==== TASK INPUTS
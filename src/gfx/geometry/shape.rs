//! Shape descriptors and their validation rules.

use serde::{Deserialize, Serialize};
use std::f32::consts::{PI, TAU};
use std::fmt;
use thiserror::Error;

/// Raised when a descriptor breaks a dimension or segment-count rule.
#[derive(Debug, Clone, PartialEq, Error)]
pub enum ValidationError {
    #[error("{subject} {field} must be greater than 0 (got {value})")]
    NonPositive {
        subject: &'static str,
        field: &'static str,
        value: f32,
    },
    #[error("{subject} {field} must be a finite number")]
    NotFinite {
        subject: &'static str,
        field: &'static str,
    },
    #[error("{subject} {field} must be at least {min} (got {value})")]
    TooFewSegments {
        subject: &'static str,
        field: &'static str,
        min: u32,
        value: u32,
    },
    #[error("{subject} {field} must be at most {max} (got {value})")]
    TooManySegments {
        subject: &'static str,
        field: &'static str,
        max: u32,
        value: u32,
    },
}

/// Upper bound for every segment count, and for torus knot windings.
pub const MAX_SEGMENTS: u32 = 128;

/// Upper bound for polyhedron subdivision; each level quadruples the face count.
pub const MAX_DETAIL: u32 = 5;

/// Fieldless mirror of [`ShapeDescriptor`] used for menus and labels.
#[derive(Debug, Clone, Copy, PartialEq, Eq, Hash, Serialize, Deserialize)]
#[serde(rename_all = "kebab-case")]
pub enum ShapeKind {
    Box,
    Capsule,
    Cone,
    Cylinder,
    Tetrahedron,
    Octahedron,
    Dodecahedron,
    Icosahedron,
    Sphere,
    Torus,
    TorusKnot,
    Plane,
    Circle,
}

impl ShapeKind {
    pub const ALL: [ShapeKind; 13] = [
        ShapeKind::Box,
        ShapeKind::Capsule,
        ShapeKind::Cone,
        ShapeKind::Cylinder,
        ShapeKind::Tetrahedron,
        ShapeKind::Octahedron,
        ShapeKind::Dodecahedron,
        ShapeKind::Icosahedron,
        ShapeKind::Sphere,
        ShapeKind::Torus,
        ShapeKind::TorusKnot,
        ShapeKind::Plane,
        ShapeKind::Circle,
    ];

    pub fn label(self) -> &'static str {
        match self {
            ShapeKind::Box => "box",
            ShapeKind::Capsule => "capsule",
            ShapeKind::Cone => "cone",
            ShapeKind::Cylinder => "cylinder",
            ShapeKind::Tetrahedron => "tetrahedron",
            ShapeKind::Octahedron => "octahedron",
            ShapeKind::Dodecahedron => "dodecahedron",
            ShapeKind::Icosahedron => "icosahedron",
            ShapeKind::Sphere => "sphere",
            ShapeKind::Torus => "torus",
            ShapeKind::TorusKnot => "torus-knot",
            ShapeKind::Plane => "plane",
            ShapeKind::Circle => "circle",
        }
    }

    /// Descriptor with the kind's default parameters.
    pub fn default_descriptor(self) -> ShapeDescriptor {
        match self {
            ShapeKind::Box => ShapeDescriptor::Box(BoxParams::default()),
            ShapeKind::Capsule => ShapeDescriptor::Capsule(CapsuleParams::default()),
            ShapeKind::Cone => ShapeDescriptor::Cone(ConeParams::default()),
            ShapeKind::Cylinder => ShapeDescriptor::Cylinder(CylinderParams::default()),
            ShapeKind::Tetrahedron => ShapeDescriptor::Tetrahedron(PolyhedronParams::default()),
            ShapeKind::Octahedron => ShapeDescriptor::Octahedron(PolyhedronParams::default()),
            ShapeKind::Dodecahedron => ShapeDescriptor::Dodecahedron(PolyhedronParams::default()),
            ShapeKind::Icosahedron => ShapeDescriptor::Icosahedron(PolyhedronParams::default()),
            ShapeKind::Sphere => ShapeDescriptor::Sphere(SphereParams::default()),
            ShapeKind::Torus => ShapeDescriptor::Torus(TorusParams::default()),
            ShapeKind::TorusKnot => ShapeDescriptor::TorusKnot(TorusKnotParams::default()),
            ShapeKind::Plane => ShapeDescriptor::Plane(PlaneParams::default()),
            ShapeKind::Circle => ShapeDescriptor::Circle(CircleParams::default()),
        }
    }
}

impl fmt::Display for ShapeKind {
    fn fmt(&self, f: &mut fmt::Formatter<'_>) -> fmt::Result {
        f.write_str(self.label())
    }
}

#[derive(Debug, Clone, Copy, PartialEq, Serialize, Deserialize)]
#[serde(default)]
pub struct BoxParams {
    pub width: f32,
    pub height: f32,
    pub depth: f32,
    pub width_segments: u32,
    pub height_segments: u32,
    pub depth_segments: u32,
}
========
- [TASK DIRECTIONS]
Go through the data and return every record exactly.

- [ANSWER SECTION]
filename src/gfx/geometry/shape.rs
//! Shape descriptors and their validation rules.

use serde::{Deserialize, Serialize};
use std::f32::consts::{PI, TAU};
use std::fmt;
use thiserror::Error;

/// Raised when a descriptor breaks a dimension or segment-count rule.
#[derive(Debug, Clone, PartialEq, Error)]
pub enum ValidationError {
    #[error("{subject} {field} must be greater than 0 (got {value})")]
    NonPositive {
        subject: &'static str,
        field: &'static str,
        value: f32,
    },
    #[error("{subject} {field} must be a finite number")]
    NotFinite {
        subject: &'static str,
        field: &'static str,
    },
    #[error("{subject} {field} must be at least {min} (got {value})")]
    TooFewSegments {
        subject: &'static str,
        field: &'static str,
        min: u32,
        value: u32,
    },
    #[error("{subject} {field} must be at most {max} (got {value})")]
    TooManySegments {
        subject: &'static str,
        field: &'static str,
        max: u32,
        value: u32,
    },
}

/// Upper bound for every segment count, and for torus knot windings.
pub const MAX_SEGMENTS: u32 = 128;

/// Upper bound for polyhedron subdivision; each level quadruples the face count.
pub const MAX_DETAIL: u32 = 5;

/// Fieldless mirror of [`ShapeDescriptor`] used for menus and labels.
#[derive(Debug, Clone, Copy, PartialEq, Eq, Hash, Serialize, Deserialize)]
#[serde(rename_all = "kebab-case")]
pub enum ShapeKind {
    Box,
    Capsule,
    Cone,
    Cylinder,
    Tetrahedron,
    Octahedron,
    Dodecahedron,
    Icosahedron,
    Sphere,
    Torus,
    TorusKnot,
    Plane,
    Circle,
}

impl ShapeKind {
    pub const ALL: [ShapeKind; 13] = [
        ShapeKind::Box,
        ShapeKind::Capsule,
        ShapeKind::Cone,
        ShapeKind::Cylinder,
        ShapeKind::Tetrahedron,
        ShapeKind::Octahedron,
        ShapeKind::Dodecahedron,
        ShapeKind::Icosahedron,
        ShapeKind::Sphere,
        ShapeKind::Torus,
        ShapeKind::TorusKnot,
        ShapeKind::Plane,
        ShapeKind::Circle,
    ];

    pub fn label(self) -> &'static str {
        match self {
            ShapeKind::Box => "box",
            ShapeKind::Capsule => "capsule",
            ShapeKind::Cone => "cone",
            ShapeKind::Cylinder => "cylinder",
            ShapeKind::Tetrahedron => "tetrahedron",
            ShapeKind::Octahedron => "octahedron",
            ShapeKind::Dodecahedron => "dodecahedron",
            ShapeKind::Icosahedron => "icosahedron",
            ShapeKind::Sphere => "sphere",
            ShapeKind::Torus => "torus",
            ShapeKind::TorusKnot => "torus-knot",
            ShapeKind::Plane => "plane",
            ShapeKind::Circle => "circle",
        }
    }

    /// Descriptor with the kind's default parameters.
    pub fn default_descriptor(self) -> ShapeDescriptor {
        match self {
            ShapeKind::Box => ShapeDescriptor::Box(BoxParams::default()),
            ShapeKind::Capsule => ShapeDescriptor::Capsule(CapsuleParams::default()),
            ShapeKind::Cone => ShapeDescriptor::Cone(ConeParams::default()),
            ShapeKind::Cylinder => ShapeDescriptor::Cylinder(CylinderParams::default()),
            ShapeKind::Tetrahedron => ShapeDescriptor::Tetrahedron(PolyhedronParams::default()),
            ShapeKind::Octahedron => ShapeDescriptor::Octahedron(PolyhedronParams::default()),
            ShapeKind::Dodecahedron => ShapeDescriptor::Dodecahedron(PolyhedronParams::default()),
            ShapeKind::Icosahedron => ShapeDescriptor::Icosahedron(PolyhedronParams::default()),
            ShapeKind::Sphere => ShapeDescriptor::Sphere(SphereParams::default()),
            ShapeKind::Torus => ShapeDescriptor::Torus(TorusParams::default()),
            ShapeKind::TorusKnot => ShapeDescriptor::TorusKnot(TorusKnotParams::default()),
            ShapeKind::Plane => ShapeDescriptor::Plane(PlaneParams::default()),
            ShapeKind::Circle => ShapeDescriptor::Circle(CircleParams::default()),
        }
    }
}

impl fmt::Display for ShapeKind {
    fn fmt(&self, f: &mut fmt::Formatter<'_>) -> fmt::Result {
        f.write_str(self.label())
    }
}

#[derive(Debug, Clone, Copy, PartialEq, Serialize, Deserialize)]
#[serde(default)]
pub struct BoxParams {
    pub width: f32,
    pub height: f32,
    pub depth: f32,
    pub width_segments: u32,
    pub height_segments: u32,
    pub depth_segments: u32,
}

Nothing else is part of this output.